(DATA EXTRACT begins)

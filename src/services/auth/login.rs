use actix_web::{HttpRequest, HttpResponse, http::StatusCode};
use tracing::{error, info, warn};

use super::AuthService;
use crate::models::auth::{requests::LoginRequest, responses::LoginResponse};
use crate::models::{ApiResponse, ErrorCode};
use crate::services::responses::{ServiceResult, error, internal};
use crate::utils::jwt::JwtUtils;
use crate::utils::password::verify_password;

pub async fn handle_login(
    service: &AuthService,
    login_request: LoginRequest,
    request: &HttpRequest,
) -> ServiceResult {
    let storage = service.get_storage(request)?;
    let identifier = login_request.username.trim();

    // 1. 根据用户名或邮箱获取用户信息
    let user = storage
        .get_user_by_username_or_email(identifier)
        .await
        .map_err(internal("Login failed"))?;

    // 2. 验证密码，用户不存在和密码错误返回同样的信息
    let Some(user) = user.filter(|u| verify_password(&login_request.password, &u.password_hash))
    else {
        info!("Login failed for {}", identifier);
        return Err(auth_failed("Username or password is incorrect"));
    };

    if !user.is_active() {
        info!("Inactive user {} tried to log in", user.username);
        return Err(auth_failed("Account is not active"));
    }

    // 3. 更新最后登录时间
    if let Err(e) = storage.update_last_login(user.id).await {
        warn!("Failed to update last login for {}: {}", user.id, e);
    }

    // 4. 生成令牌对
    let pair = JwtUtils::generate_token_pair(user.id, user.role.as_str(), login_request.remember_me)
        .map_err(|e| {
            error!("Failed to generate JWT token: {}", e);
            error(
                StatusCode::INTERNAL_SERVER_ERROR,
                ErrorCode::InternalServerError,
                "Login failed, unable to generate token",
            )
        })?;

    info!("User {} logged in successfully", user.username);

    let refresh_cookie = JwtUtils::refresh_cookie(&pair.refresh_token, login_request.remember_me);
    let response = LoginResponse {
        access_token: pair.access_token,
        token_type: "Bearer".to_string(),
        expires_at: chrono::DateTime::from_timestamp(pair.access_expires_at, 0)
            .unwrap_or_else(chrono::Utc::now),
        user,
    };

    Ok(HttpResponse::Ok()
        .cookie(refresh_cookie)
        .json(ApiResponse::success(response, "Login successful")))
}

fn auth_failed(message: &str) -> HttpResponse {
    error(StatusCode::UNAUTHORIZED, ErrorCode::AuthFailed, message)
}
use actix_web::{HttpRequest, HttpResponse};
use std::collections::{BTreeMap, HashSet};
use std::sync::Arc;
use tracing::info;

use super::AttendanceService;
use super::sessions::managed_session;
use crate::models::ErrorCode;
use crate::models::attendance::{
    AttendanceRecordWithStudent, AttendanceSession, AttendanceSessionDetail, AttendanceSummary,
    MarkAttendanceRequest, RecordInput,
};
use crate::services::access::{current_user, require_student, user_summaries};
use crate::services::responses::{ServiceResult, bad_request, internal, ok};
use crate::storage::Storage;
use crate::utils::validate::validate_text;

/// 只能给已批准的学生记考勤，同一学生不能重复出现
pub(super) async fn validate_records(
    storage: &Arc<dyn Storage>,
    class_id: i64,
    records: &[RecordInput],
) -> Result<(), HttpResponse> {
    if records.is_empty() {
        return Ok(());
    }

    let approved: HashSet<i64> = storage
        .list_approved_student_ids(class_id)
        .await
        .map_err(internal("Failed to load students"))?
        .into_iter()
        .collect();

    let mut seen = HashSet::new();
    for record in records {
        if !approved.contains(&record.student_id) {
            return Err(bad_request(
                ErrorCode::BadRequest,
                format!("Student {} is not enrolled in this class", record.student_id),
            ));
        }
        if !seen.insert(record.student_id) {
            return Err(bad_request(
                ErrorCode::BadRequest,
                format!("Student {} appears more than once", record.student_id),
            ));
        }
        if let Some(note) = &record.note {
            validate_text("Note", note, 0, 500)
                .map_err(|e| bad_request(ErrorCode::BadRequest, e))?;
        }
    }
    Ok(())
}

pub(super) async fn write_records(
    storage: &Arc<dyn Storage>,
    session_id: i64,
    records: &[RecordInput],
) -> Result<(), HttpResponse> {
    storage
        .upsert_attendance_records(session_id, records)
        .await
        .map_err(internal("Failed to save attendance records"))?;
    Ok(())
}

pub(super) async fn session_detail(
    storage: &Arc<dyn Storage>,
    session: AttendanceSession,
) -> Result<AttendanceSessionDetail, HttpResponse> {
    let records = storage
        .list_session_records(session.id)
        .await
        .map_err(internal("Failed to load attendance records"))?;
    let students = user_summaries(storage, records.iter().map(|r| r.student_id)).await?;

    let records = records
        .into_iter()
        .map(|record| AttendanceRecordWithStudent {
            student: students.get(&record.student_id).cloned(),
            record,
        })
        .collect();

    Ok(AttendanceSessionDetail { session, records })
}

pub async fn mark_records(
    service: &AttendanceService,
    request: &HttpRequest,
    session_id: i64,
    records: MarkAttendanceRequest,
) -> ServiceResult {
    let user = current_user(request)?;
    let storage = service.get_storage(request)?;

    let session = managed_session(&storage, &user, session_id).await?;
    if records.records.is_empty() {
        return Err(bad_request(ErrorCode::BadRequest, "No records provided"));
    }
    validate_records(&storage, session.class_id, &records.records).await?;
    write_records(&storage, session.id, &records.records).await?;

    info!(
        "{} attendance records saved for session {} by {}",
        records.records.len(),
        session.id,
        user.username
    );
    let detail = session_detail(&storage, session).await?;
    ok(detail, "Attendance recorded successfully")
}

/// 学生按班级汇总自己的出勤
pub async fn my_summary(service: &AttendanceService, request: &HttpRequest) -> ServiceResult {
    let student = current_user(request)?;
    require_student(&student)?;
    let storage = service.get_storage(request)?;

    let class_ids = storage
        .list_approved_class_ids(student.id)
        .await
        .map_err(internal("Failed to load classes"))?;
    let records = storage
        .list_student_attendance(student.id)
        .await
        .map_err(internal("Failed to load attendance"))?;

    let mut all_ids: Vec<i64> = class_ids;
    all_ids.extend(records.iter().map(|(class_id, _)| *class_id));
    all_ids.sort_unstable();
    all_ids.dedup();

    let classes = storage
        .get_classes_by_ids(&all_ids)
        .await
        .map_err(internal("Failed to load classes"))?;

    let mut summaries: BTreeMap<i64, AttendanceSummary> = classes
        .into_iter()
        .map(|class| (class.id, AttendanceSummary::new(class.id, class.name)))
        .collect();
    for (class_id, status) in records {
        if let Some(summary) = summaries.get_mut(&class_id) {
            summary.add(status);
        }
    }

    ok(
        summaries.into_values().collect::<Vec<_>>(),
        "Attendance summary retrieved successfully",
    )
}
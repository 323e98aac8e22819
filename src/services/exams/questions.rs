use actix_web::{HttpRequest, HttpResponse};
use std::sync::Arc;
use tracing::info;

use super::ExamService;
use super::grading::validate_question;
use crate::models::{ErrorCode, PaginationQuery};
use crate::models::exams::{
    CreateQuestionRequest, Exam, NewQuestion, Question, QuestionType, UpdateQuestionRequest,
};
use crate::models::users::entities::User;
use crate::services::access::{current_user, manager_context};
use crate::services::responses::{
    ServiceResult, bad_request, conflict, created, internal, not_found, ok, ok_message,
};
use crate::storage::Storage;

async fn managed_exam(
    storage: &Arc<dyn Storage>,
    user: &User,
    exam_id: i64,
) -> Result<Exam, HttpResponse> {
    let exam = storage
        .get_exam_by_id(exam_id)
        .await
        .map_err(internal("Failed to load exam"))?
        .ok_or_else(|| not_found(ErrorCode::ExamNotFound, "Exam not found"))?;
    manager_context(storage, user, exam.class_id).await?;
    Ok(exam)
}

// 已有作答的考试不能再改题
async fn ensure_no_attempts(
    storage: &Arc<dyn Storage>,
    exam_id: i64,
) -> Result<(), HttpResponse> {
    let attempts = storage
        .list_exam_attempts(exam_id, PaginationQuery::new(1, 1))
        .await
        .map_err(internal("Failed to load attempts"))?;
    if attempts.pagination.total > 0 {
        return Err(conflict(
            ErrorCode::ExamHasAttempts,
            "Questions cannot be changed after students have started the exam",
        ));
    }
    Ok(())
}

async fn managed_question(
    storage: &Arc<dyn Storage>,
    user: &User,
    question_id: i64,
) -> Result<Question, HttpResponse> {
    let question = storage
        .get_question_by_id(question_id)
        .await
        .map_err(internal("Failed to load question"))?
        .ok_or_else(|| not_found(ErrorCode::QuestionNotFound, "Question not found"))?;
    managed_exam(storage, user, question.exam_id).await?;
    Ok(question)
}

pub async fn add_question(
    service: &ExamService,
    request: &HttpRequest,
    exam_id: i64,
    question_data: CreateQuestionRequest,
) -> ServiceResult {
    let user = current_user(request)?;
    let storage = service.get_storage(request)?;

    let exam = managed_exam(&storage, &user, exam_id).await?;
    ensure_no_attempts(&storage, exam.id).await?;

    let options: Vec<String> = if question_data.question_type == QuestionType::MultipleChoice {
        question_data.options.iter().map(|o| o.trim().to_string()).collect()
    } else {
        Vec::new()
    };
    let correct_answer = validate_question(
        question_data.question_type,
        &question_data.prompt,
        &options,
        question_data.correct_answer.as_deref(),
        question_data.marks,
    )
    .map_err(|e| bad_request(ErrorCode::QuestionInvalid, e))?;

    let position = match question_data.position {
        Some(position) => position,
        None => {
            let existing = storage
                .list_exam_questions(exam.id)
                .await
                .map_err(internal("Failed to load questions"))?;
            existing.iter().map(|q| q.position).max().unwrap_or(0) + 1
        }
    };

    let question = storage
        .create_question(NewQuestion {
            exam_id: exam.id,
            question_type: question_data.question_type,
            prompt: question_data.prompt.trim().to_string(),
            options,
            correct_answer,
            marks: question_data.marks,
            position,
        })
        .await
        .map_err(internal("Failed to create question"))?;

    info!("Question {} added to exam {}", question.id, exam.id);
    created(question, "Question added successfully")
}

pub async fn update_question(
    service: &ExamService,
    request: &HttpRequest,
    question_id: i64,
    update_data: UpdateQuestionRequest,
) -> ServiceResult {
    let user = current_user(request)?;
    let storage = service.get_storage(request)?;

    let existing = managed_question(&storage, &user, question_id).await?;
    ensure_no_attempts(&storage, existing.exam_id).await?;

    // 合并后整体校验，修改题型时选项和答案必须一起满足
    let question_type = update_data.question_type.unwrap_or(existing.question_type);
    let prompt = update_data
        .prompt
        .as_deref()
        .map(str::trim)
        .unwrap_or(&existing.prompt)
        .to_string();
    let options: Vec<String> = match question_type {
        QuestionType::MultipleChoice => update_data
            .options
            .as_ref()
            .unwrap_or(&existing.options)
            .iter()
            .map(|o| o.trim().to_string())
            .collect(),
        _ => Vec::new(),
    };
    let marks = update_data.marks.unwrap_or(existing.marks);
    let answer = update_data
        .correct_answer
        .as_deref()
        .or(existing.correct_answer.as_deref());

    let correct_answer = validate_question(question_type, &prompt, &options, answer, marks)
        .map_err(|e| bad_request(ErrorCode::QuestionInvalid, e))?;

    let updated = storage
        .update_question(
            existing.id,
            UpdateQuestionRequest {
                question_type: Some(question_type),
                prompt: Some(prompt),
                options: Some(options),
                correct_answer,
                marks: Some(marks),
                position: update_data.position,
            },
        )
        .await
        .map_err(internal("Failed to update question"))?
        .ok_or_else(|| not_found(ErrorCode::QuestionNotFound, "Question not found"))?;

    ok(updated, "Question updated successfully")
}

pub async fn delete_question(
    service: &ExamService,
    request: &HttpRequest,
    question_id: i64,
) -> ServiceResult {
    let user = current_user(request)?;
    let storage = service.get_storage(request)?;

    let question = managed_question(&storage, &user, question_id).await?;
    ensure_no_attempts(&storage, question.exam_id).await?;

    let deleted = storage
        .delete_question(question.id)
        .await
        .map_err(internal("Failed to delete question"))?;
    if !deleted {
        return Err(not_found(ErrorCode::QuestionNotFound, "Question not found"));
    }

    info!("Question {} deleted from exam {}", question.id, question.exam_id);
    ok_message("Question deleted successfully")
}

(DATA EXTRACT ends)

» **YOUR ASSIGNMENT**
Throughout the data, tally the lines that hold the string "QuestionInvalid" and report the tally alone.

» **REPLY TO THE EXERCISE**
2